Installée à bordeaux, évoluant vers Montauban, position centrale pour démanteler et anéantir les noyaux de Résistance, la division applique une règle implacable : un soldat nazi tué, trois terroristes tués ! La division remonte et le commandement s’installe à Limoges le 8 juin. Après Tulle, ils envisagent une autre opération d’envergure. Oradour est sur leur chemin. C’est un village riche qui peut être pillé, il peut aussi être encerclé et est à l’écart des poches de résistance.

A 14h, le 10 juin, Oradour est bouclé, Oradour est ceinturé. Les chars encerclent le village. Le tramway et ses passagers sont refoulés. Les soldats SS pénètrent dans Oradour. Un ordre de rassemblement est donné à la population. Il a lieu sur la place du champ de Foire, au centre du bourg. Plus de 600 hommes, femmes et enfants attendent… Les SS constituent deux files : à droite les femmes et les enfants qui sont conduits vers l’église. Ils avancent en colonne, des femmes s’évanouissent aussitôt relevées par d’autres. Ils sont 400 dans la nef. Des grenades asphyxiantes y sont envoyées. Fumée âcre et irritante, bousculades, cris et hurlements, agonies. Il y aura une survivante qui s’est cachée. La file de gauche, ce sont les hommes. Ils sont 150. Les SS les entassent dans différents hangars, dans la forge. Il y a deux mitrailleuses à l’entrée. C’est l’exécution, les blessés sont achevés, du bois est déposé sur les cadavres, on y met le feu. Il y aura cinq survivants.
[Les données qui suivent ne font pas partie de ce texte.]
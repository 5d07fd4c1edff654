//! Per-instance render state.
//!
//! Each observer instance moves through
//! `Idle -> Rendering -> Idle`, and `Idle -> UpdatePending -> Rendering`
//! when a dependency changes. `Unmounted` is terminal. The pending phase is
//! only left by the next render, so any number of notifications before it
//! produce one update request.

use std::cell::{Cell, RefCell};
use std::fmt;
use std::rc::Rc;
use std::time::{Duration, Instant};

use crate::reactive::Tracker;

#[derive(Debug, Clone, Copy, PartialEq, Eq)]
pub enum Phase {
    Idle,
    Rendering,
    /// A re-render was requested and has not started yet.
    UpdatePending,
    Unmounted,
}

pub(crate) struct RenderState {
    phase: Cell<Phase>,
    /// Set while the instance requests its own forced update.
    forcing_update: Cell<bool>,
    /// Set while a host-driven input write notifies.
    skip_render: Cell<bool>,
    tracker: RefCell<Option<Rc<Tracker>>>,
    render_started: Cell<Option<Instant>>,
    render_time: Cell<Duration>,
    renders: Cell<usize>,
    disposers: RefCell<Vec<Box<dyn FnOnce()>>>,
}

impl RenderState {
    pub(crate) fn new() -> Self {
        Self {
            phase: Cell::new(Phase::Idle),
            forcing_update: Cell::new(false),
            skip_render: Cell::new(false),
            tracker: RefCell::new(None),
            render_started: Cell::new(None),
            render_time: Cell::new(Duration::ZERO),
            renders: Cell::new(0),
            disposers: RefCell::new(Vec::new()),
        }
    }

    pub(crate) fn phase(&self) -> Phase {
        self.phase.get()
    }

    pub(crate) fn is_unmounted(&self) -> bool {
        self.phase.get() == Phase::Unmounted
    }

    pub(crate) fn begin_render(&self) {
        if !self.is_unmounted() {
            self.phase.set(Phase::Rendering);
        }
        self.render_started.set(Some(Instant::now()));
        self.renders.set(self.renders.get() + 1);
    }

    /// Leave `Rendering`. A request that arrived mid-render stays pending.
    pub(crate) fn end_render(&self) {
        if self.phase.get() == Phase::Rendering {
            self.phase.set(Phase::Idle);
        }
        if let Some(started) = self.render_started.get() {
            self.render_time.set(started.elapsed());
        }
    }

    /// Enter `UpdatePending`. Returns `false` if already pending or unmounted.
    pub(crate) fn mark_pending(&self) -> bool {
        match self.phase.get() {
            Phase::UpdatePending | Phase::Unmounted => false,
            Phase::Idle | Phase::Rendering => {
                self.phase.set(Phase::UpdatePending);
                true
            }
        }
    }

    /// Drop a pending request that turned out not to be needed.
    pub(crate) fn clear_pending(&self) {
        if self.phase.get() == Phase::UpdatePending {
            self.phase.set(Phase::Idle);
        }
    }

    /// Enter `Unmounted`. Returns `true` only the first time.
    pub(crate) fn mark_unmounted(&self) -> bool {
        self.phase.replace(Phase::Unmounted) != Phase::Unmounted
    }

    pub(crate) fn is_forcing_update(&self) -> bool {
        self.forcing_update.get()
    }

    pub(crate) fn forcing_update(&self) -> FlagGuard<'_> {
        FlagGuard::set(&self.forcing_update)
    }

    pub(crate) fn is_skipping_render(&self) -> bool {
        self.skip_render.get()
    }

    pub(crate) fn skipping_render(&self) -> FlagGuard<'_> {
        FlagGuard::set(&self.skip_render)
    }

    pub(crate) fn tracker(&self) -> Option<Rc<Tracker>> {
        self.tracker.borrow().clone()
    }

    pub(crate) fn install_tracker(&self, tracker: Rc<Tracker>) {
        *self.tracker.borrow_mut() = Some(tracker);
    }

    /// Stop the current session from firing. It stays installed, so later
    /// renders run untracked instead of subscribing again.
    pub(crate) fn dispose_tracker(&self) {
        if let Some(tracker) = self.tracker() {
            tracker.dispose();
        }
    }

    /// Dispose and release the session.
    pub(crate) fn release_tracker(&self) {
        let tracker = self.tracker.borrow_mut().take();
        if let Some(tracker) = tracker {
            tracker.dispose();
        }
    }

    pub(crate) fn render_time(&self) -> Duration {
        self.render_time.get()
    }

    /// Time since the last render started.
    pub(crate) fn since_render_started(&self) -> Duration {
        self.render_started
            .get()
            .map(|started| started.elapsed())
            .unwrap_or_default()
    }

    pub(crate) fn render_count(&self) -> usize {
        self.renders.get()
    }

    /// Run `disposer` on unmount, or now if that already happened.
    pub(crate) fn add_disposer(&self, disposer: Box<dyn FnOnce()>) {
        if self.is_unmounted() {
            disposer();
        } else {
            self.disposers.borrow_mut().push(disposer);
        }
    }

    pub(crate) fn run_disposers(&self) {
        let disposers = std::mem::take(&mut *self.disposers.borrow_mut());
        for disposer in disposers {
            disposer();
        }
    }
}

impl fmt::Debug for RenderState {
    fn fmt(&self, f: &mut fmt::Formatter<'_>) -> fmt::Result {
        f.debug_struct("RenderState")
            .field("phase", &self.phase.get())
            .field("forcing_update", &self.forcing_update.get())
            .field("skip_render", &self.skip_render.get())
            .field("renders", &self.renders.get())
            .finish()
    }
}

/// Holds a flag set; clears it on drop.
pub(crate) struct FlagGuard<'a> {
    flag: &'a Cell<bool>,
    previous: bool,
}

impl<'a> FlagGuard<'a> {
    fn set(flag: &'a Cell<bool>) -> Self {
        let previous = flag.replace(true);
        Self { flag, previous }
    }
}

impl Drop for FlagGuard<'_> {
    fn drop(&mut self) {
        self.flag.set(self.previous);
    }
}

#[cfg(test)]
mod tests {
    use super::*;

    #[test]
    fn pending_coalesces_until_next_render() {
        let state = RenderState::new();
        assert!(state.mark_pending());
        assert!(!state.mark_pending());
        assert_eq!(state.phase(), Phase::UpdatePending);

        state.begin_render();
        assert_eq!(state.phase(), Phase::Rendering);
        state.end_render();
        assert_eq!(state.phase(), Phase::Idle);
        assert!(state.mark_pending());
    }

    #[test]
    fn request_during_render_survives_end_of_render() {
        let state = RenderState::new();
        state.begin_render();
        assert!(state.mark_pending());
        state.end_render();
        assert_eq!(state.phase(), Phase::UpdatePending);
    }

    #[test]
    fn unmounted_is_terminal() {
        let state = RenderState::new();
        assert!(state.mark_unmounted());
        assert!(!state.mark_unmounted());
        assert!(!state.mark_pending());

        state.begin_render();
        assert_eq!(state.phase(), Phase::Unmounted);
    }

    #[test]
    fn flag_guards_restore_on_drop() {
        let state = RenderState::new();
        {
            let _forcing = state.forcing_update();
            assert!(state.is_forcing_update());
            {
                let _nested = state.forcing_update();
            }
            assert!(state.is_forcing_update());
        }
        assert!(!state.is_forcing_update());
    }

    #[test]
    fn disposers_run_once_and_late_ones_run_immediately() {
        let state = RenderState::new();
        let log = Rc::new(RefCell::new(Vec::new()));

        let early = log.clone();
        state.add_disposer(Box::new(move || early.borrow_mut().push("early")));
        state.mark_unmounted();
        state.run_disposers();
        state.run_disposers();

        let late = log.clone();
        state.add_disposer(Box::new(move || late.borrow_mut().push("late")));

        assert_eq!(*log.borrow(), ["early", "late"]);
    }
}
Le lendemain, il s’agit d’effacer les traces du massacre, les SS creusent deux fosses et c’est le départ de la division.

Le village est fermé. Sa population n’était ni juive, ni résistante, ni communiste. Ce massacre a été perpétré pour marquer les esprits. C’est toujours la même méthode pour marquer les esprits : choix d’un lieu, encerclement, rassemblement, tri, massacre, feu, effacement…
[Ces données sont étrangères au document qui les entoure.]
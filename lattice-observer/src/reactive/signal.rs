//! Signal Implementation
//!
//! A Signal is the fundamental observable value. It holds a value and
//! reports reads and changes through its [`Atom`].
//!
//! # How Signals Work
//!
//! 1. When a signal is read within a tracking scope (a tracked render), the
//!    read is recorded as a dependency of that scope.
//!
//! 2. When a signal's value changes, every computation that read it during
//!    its last run is notified.
//!
//! 3. Writing a value equal to the current one changes nothing and notifies
//!    nobody.
//!
//! # Threading
//!
//! Signals are single-threaded: clones share one `Rc` allocation, like the
//! components that read them.

use std::cell::RefCell;
use std::fmt::{self, Debug};
use std::rc::Rc;

use super::atom::{Atom, AtomId};
use crate::error::ReactiveError;

/// An observable value of type T.
///
/// # Example
///
/// ```rust
/// use lattice_observer::reactive::Signal;
///
/// let count = Signal::new(0);
///
/// // Read the value
/// assert_eq!(count.get(), 0);
///
/// // Update the value (notifies subscribers)
/// count.set(5);
/// assert_eq!(count.get(), 5);
/// ```
pub struct Signal<T> {
    inner: Rc<SignalInner<T>>,
}

struct SignalInner<T> {
    atom: Atom,
    value: RefCell<T>,
}

impl<T: PartialEq + 'static> Signal<T> {
    /// Create a new signal with the given initial value.
    pub fn new(value: T) -> Self {
        Self::named("signal", value)
    }

    /// Create a signal whose name appears in logs and errors.
    pub fn named(name: impl Into<String>, value: T) -> Self {
        Self {
            inner: Rc::new(SignalInner {
                atom: Atom::new(name),
                value: RefCell::new(value),
            }),
        }
    }

    /// Get the signal's atom ID.
    pub fn id(&self) -> AtomId {
        self.inner.atom.id()
    }

    pub fn name(&self) -> &str {
        self.inner.atom.name()
    }

    /// Get the current value.
    ///
    /// If called within a tracking scope, this also records the signal as a
    /// dependency of that scope.
    pub fn get(&self) -> T
    where
        T: Clone,
    {
        self.with(T::clone)
    }

    /// Borrow the current value, tracking the read.
    pub fn with<R>(&self, f: impl FnOnce(&T) -> R) -> R {
        self.inner.atom.report_observed();
        f(&self.inner.value.borrow())
    }

    /// Get the current value without tracking dependencies.
    pub fn get_untracked(&self) -> T
    where
        T: Clone,
    {
        self.inner.value.borrow().clone()
    }

    /// Set a new value and notify subscribers.
    ///
    /// Returns `Ok(true)` if the value changed and subscribers were notified,
    /// `Ok(false)` if it was equal to the current value. Fails without
    /// touching the value when the write happens where state changes are
    /// disallowed.
    pub fn try_set(&self, value: T) -> Result<bool, ReactiveError> {
        self.inner.atom.check_write()?;

        if *self.inner.value.borrow() == value {
            return Ok(false);
        }

        *self.inner.value.borrow_mut() = value;
        self.inner.atom.report_changed();
        Ok(true)
    }

    /// Set a new value and notify subscribers.
    ///
    /// A refused write is logged and also fails the enclosing guarded scope.
    pub fn set(&self, value: T) {
        if let Err(err) = self.try_set(value) {
            tracing::warn!(signal = %self.name(), error = %err, "signal write refused");
        }
    }

    /// Update the value using a function of the current one.
    pub fn update<F>(&self, f: F)
    where
        F: FnOnce(&T) -> T,
    {
        let next = f(&self.inner.value.borrow());
        self.set(next);
    }

    /// Get the number of subscribers.
    pub fn subscriber_count(&self) -> usize {
        self.inner.atom.observer_count()
    }
}

impl<T> Clone for Signal<T> {
    fn clone(&self) -> Self {
        Self {
            inner: Rc::clone(&self.inner),
        }
    }
}

impl<T: Debug> Debug for Signal<T> {
    fn fmt(&self, f: &mut fmt::Formatter<'_>) -> fmt::Result {
        f.debug_struct("Signal")
            .field("atom", &self.inner.atom)
            .field("value", &*self.inner.value.borrow())
            .finish()
    }
}

// ----------------------------------------------------------------------------
// Tests
// ----------------------------------------------------------------------------

#[cfg(test)]
mod tests {
    use super::*;
    use crate::reactive::{ReactiveContext, Tracker};
    use std::cell::Cell;

    #[test]
    fn signal_get_and_set() {
        let signal = Signal::new(0);
        assert_eq!(signal.get(), 0);

        signal.set(42);
        assert_eq!(signal.get(), 42);
    }

    #[test]
    fn signal_update() {
        let signal = Signal::new(10);
        signal.update(|v| v + 5);
        assert_eq!(signal.get(), 15);
    }

    #[test]
    fn signal_notifies_tracker() {
        let signal = Signal::new(0);
        let calls = Rc::new(Cell::new(0));

        let tracker = Tracker::new("reader", {
            let calls = calls.clone();
            move || calls.set(calls.get() + 1)
        });
        tracker.track(|| signal.get());

        assert_eq!(signal.subscriber_count(), 1);
        signal.set(1);
        assert_eq!(calls.get(), 1);
        signal.set(2);
        assert_eq!(calls.get(), 2);
    }

    #[test]
    fn equal_write_does_not_notify() {
        let signal = Signal::new(String::from("a"));
        let calls = Rc::new(Cell::new(0));

        let tracker = Tracker::new("reader", {
            let calls = calls.clone();
            move || calls.set(calls.get() + 1)
        });
        tracker.track(|| signal.with(|s| s.len()));

        assert_eq!(signal.try_set(String::from("a")), Ok(false));
        assert_eq!(calls.get(), 0);
        assert_eq!(signal.try_set(String::from("b")), Ok(true));
        assert_eq!(calls.get(), 1);
    }

    #[test]
    fn untracked_read_records_nothing() {
        let signal = Signal::new(3);
        let tracker = Tracker::new("reader", || {});
        tracker.track(|| signal.get_untracked());
        assert_eq!(signal.subscriber_count(), 0);
    }

    #[test]
    fn guarded_write_to_observed_signal_is_refused() {
        let signal = Signal::named("count", 1);
        let tracker = Tracker::new("reader", || {});
        tracker.track(|| signal.get());

        let result = ReactiveContext::without_state_changes(|| signal.try_set(2));
        assert!(result.is_err());
        assert_eq!(signal.get_untracked(), 1);
    }

    #[test]
    fn signal_clone_shares_state() {
        let signal1 = Signal::new(0);
        let signal2 = signal1.clone();

        signal1.set(42);
        assert_eq!(signal2.get(), 42);
        assert_eq!(signal1.id(), signal2.id());
    }

    #[test]
    fn signal_ids_are_unique() {
        let s1 = Signal::new(0);
        let s2 = Signal::new(0);
        let s3 = Signal::new(0);

        assert_ne!(s1.id(), s2.id());
        assert_ne!(s2.id(), s3.id());
        assert_ne!(s1.id(), s3.id());
    }
}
En avançant dans le village martyr, j’avais en tête tout cela. Les ruines étaient les signes du massacre et de la mort d’innocents mais elles étaient aussi les signes d’une vie bouillonnante et innocente du village. Les plaques commémorant les endroits où les hommes ont été massacrés côtoient les plaques rappelant qu’à tel et tel endroit, il y avait un coiffeur, un boucher, un cafetier, un forgeron… Dans l’église dévastée, une cloche fondue, une armature de poussette brûlée, les impacts des balles dans l’autel… L’horreur !

 

Bizanet, le 15 juin.

Et si…

Et si le Président de la République Française annonçait dans une allocution télévisée que les Russes sont entrés en France. Ils ne supportent pas que la France et les pays européens aident l’Ukraine. Ils arrivent sur notre terre avec leurs tanks, chars et canons, et dans l’air, des avions sillonnent le ciel avec une vitesse étourdissante.

Et si l’Histoire se répétait ?

Ce qui m’effraie aujourd’hui, ce qui m’inquiète, ce qui me questionne, c’est d’imaginer que l’on pourrait vivre la même Histoire et être acteurs d’une troisième guerre mondiale.

Et si mon village se faisait bombarder ? Et si les hommes devenaient fous ? Et si je me retrouvais seule, séparée de ma famille ? Et si je la voyais mourir devant moi ? Et si on m’obligeait à combattre ? Et si on me déplaçait ? Et si on me déportait sur une terre inconnue ? Et si c’était moi, et pas un autre qu’on repoussait en raison de mes opinions ou de ma religion ? Et si je ne pouvais plus sortir librement ? Et si je devenais un exilé ? Et si on ne se remettait jamais de ces horreurs ? Et si je ne devenais jamais adulte ?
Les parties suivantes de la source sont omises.